Microstate analysis serves as a method to characterize the spatiotemporal dynamics of large-scale electrophysiological signals and is regarded as the ‘thought atom’ of the human mind [14]. Emphasizing microstates in EEG signals, this approach offers more nuanced insights. Wu et al. [15] applied microstate analysis to the study of attention deficit and found that the duration of microstate C in patients increased, while its classification accuracy reached 93.59%. Chu et al. [16] analyzed the temporal and spatial variability of brain network in Parkinson’s disease, and its classification accuracy reached 95.69%. Luo et al. [17] applied microstate analysis to the prediction of schizophrenia and achieved an average classification accuracy of 92% for its four groups. Conventional microstate analysis methods commonly partition resting EEG data from healthy subjects into four standard microstate topographies [18,19]. Nevertheless, the clustering of EEG data into only four microstates may not sufficiently capture the complex and diverse information inherent in the EEG signal. Research findings indicate that EEG signals typically encompass multiple microstates, each potentially reflecting distinct brain activities, including visual processing, language comprehension, emotions, etc. [20]. Reducing the microstates in EEG to only four may lead to a loss of valuable EEG information [21]. Due to the complexity of motor imagery tasks, it is needed to precisely divide the microstate clusters with some margin to accommodate inter-individual variability.

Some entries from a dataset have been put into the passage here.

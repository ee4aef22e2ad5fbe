//! Structured results returned by every orchestrated operation.

use serde::{Deserialize, Serialize};

use crate::catalog::ScriptCatalogEntry;
use crate::error::{Operation, RepairError};

/// Overall status of an operation.
#[derive(Debug, Clone, Copy, PartialEq, Eq, Serialize, Deserialize)]
#[serde(rename_all = "SCREAMING_SNAKE_CASE")]
pub enum Status {
    Success,
    Error,
}

impl std::fmt::Display for Status {
    fn fmt(&self, f: &mut std::fmt::Formatter<'_>) -> std::fmt::Result {
        match self {
            Status::Success => f.write_str("SUCCESS"),
            Status::Error => f.write_str("ERROR"),
        }
    }
}

/// Result of an operation, serialized as one flat JSON object.
///
/// `status` and `message` are always present. `error_message` carries the
/// diagnostic detail on failure; operation-specific fields come from
/// `details`.
#[derive(Debug, Clone, Serialize)]
pub struct RepairOutcome<T> {
    pub status: Status,
    pub message: String,
    #[serde(skip_serializing_if = "Option::is_none")]
    pub error_message: Option<String>,
    #[serde(flatten)]
    pub details: Option<T>,
}

impl<T: Serialize> RepairOutcome<T> {
    pub fn success(message: impl Into<String>, details: T) -> Self {
        Self {
            status: Status::Success,
            message: message.into(),
            error_message: None,
            details: Some(details),
        }
    }

    /// Outcome with an explicit status and details, e.g. a script that ran
    /// but reported errors.
    pub fn with_status(status: Status, message: impl Into<String>, details: T) -> Self {
        Self {
            status,
            message: message.into(),
            error_message: None,
            details: Some(details),
        }
    }

    pub fn failure(op: Operation, error: &RepairError) -> Self {
        Self {
            status: Status::Error,
            message: error.user_message(op),
            error_message: Some(error.to_string()),
            details: None,
        }
    }

    pub fn is_success(&self) -> bool {
        self.status == Status::Success
    }

    /// Serialize for telemetry and printing.
    pub fn to_value(&self) -> serde_json::Value {
        serde_json::to_value(self).unwrap_or(serde_json::Value::Null)
    }
}

/// Details returned by a successful `create`.
#[derive(Debug, Clone, PartialEq, Serialize, Deserialize)]
pub struct CreateDetails {
    pub repair_vm_name: String,
    #[serde(skip_serializing_if = "Option::is_none")]
    pub repair_vm_id: Option<String>,
    pub copied_disk_name: String,
    pub copied_disk_uri: String,
    pub repair_resource_group: String,
    pub resource_tag: String,
    pub created_resources: Vec<String>,
}

/// Details returned by a successful `restore`.
#[derive(Debug, Clone, PartialEq, Serialize, Deserialize)]
pub struct RestoreDetails {
    /// Disk now serving as the source VM's OS disk
    pub attached_disk: String,
    /// Name or VHD URI of the OS disk that was replaced
    pub previous_os_disk: String,
    pub repair_resource_group: String,
}

/// Details returned by `run` once the script has executed.
#[derive(Debug, Clone, PartialEq, Serialize, Deserialize)]
pub struct RunDetails {
    /// Raw stdout captured from the script
    pub logs: String,
    pub log_full_path: String,
    pub log_truncated: bool,
    /// Output-level lines on success, error-level lines on failure
    pub output: String,
    pub vm_name: String,
    pub resource_group: String,
}

/// Details returned by `list_scripts`.
#[derive(Debug, Clone, PartialEq, Serialize, Deserialize)]
pub struct ScriptListing {
    pub map: Vec<ScriptCatalogEntry>,
}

For the traditional microstate analysis method K-means clustering is employed to ascertain the number of microstate clusters [22,23]. The K-means algorithm, a frequently employed partitional clustering algorithm [2426], is known for its simplicity and efficiency, rendering it suitable for cluster analysis of large datasets. Nevertheless, the K-means clustering algorithm encounters two specific challenges, namely, establishing the number of clusters (K value) and choosing the initial cluster center [27]. A method proposed in related research [28] to ascertain the input parameters for clustering by combining the canopy algorithm with the K-means algorithm to reduce resistance to interference. Zhang et al. [29] extended previous research by proposing a clustering algorithm utilizing density canopy within the framework of the K-means method. Determining both the number of microstate clusters and the initial clustering center through calculations involving sample density and the maximum weight method are determined. Subsequently, these results are utilized as the initial values for the K-means algorithm. Nevertheless, this algorithm exhibits suboptimal performance in processing high-dimensional data and is not applicable to the processing of high-dimensional EEG signals.

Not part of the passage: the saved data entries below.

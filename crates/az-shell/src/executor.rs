//! Process-backed az execution.

use std::process::Stdio;
use std::time::Instant;

use async_trait::async_trait;
use tokio::process::Command;
use tracing::debug;

use crate::command::AzCommand;
use crate::error::AzError;
use crate::Result;

/// Runs az commands and returns their stdout.
#[async_trait]
pub trait AzExecutor: Send + Sync {
    /// Execute `command` to completion.
    ///
    /// Returns captured stdout on exit code 0, `AzError::CommandFailed`
    /// otherwise. No timeout is applied.
    async fn execute(&self, command: &AzCommand) -> Result<String>;
}

/// Executor that spawns the az binary.
#[derive(Debug, Clone)]
pub struct ProcessAzExecutor {
    program: String,
}

impl Default for ProcessAzExecutor {
    fn default() -> Self {
        // az ships as a batch wrapper on Windows
        let program = if cfg!(windows) { "az.cmd" } else { "az" };
        Self::new(program)
    }
}

impl ProcessAzExecutor {
    pub fn new(program: impl Into<String>) -> Self {
        Self {
            program: program.into(),
        }
    }

    pub fn program(&self) -> &str {
        &self.program
    }
}

#[async_trait]
impl AzExecutor for ProcessAzExecutor {
    async fn execute(&self, command: &AzCommand) -> Result<String> {
        if command.is_empty() {
            return Err(AzError::EmptyCommand);
        }

        debug!(command = %command, "running az command");
        let start = Instant::now();

        let output = Command::new(&self.program)
            .args(command.args())
            .stdin(Stdio::null())
            .stdout(Stdio::piped())
            .stderr(Stdio::piped())
            // an interrupted operation drops this future; the az child goes with it
            .kill_on_drop(true)
            .output()
            .await
            .map_err(|source| AzError::Spawn {
                program: self.program.clone(),
                source,
            })?;

        let duration_ms = start.elapsed().as_millis() as u64;
        debug!(duration_ms, status = ?output.status.code(), "az command finished");

        if !output.status.success() {
            let stderr = String::from_utf8_lossy(&output.stderr);
            return Err(AzError::CommandFailed {
                command: command.to_string(),
                exit_code: output.status.code(),
                stderr: command.redact(stderr.trim()),
            });
        }

        Ok(String::from_utf8_lossy(&output.stdout).into_owned())
    }
}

Hence, for a more efficient processing of EEG signals, This study introduces an enhanced K-means clustering algorithm. The algorithm has lower computational cost as well as stronger robustness. The main contributions of this study are categorized into the following three areas. 1) We propose a clustering algorithm that automatically determines the optimal number of microstates, overcoming the limitations of traditional methods. 2) By optimizing and improving the algorithm, we make it more adaptable to the characteristics of high-dimensional data, so that it can extract and analyze microstate information in EEG signals more effectively. 3) Our proposed method has made significant improvements in cross-task feature extraction, obtaining more accurate and robust results. Specifically speaking, initially, the kernel density estimation with a Gaussian kernel function is employed to model the data and precisely evaluate the initial density of the samples. Subsequently, the determination of sample points within the cluster is based on the GMD of the microstate topography map. Furthermore, the introduction of average distance and isolation within the cluster aims to strike a balance between tightness within the cluster and separation between clusters during the clustering process. This ensures accurate classification of each sample, allowing for better capturing of key information in EEG signals. Ultimately, the optimal number of microstates is automatically determined through the Maximum Weighting Method. Finally, the algorithm presented in this paper is applied to model and analyze motor imagery EEG data. The experimental findings indicate the superior performance of the proposed algorithm over traditional clustering methods, leading to a substantial improvement in the accuracy of motor imagery classification tasks.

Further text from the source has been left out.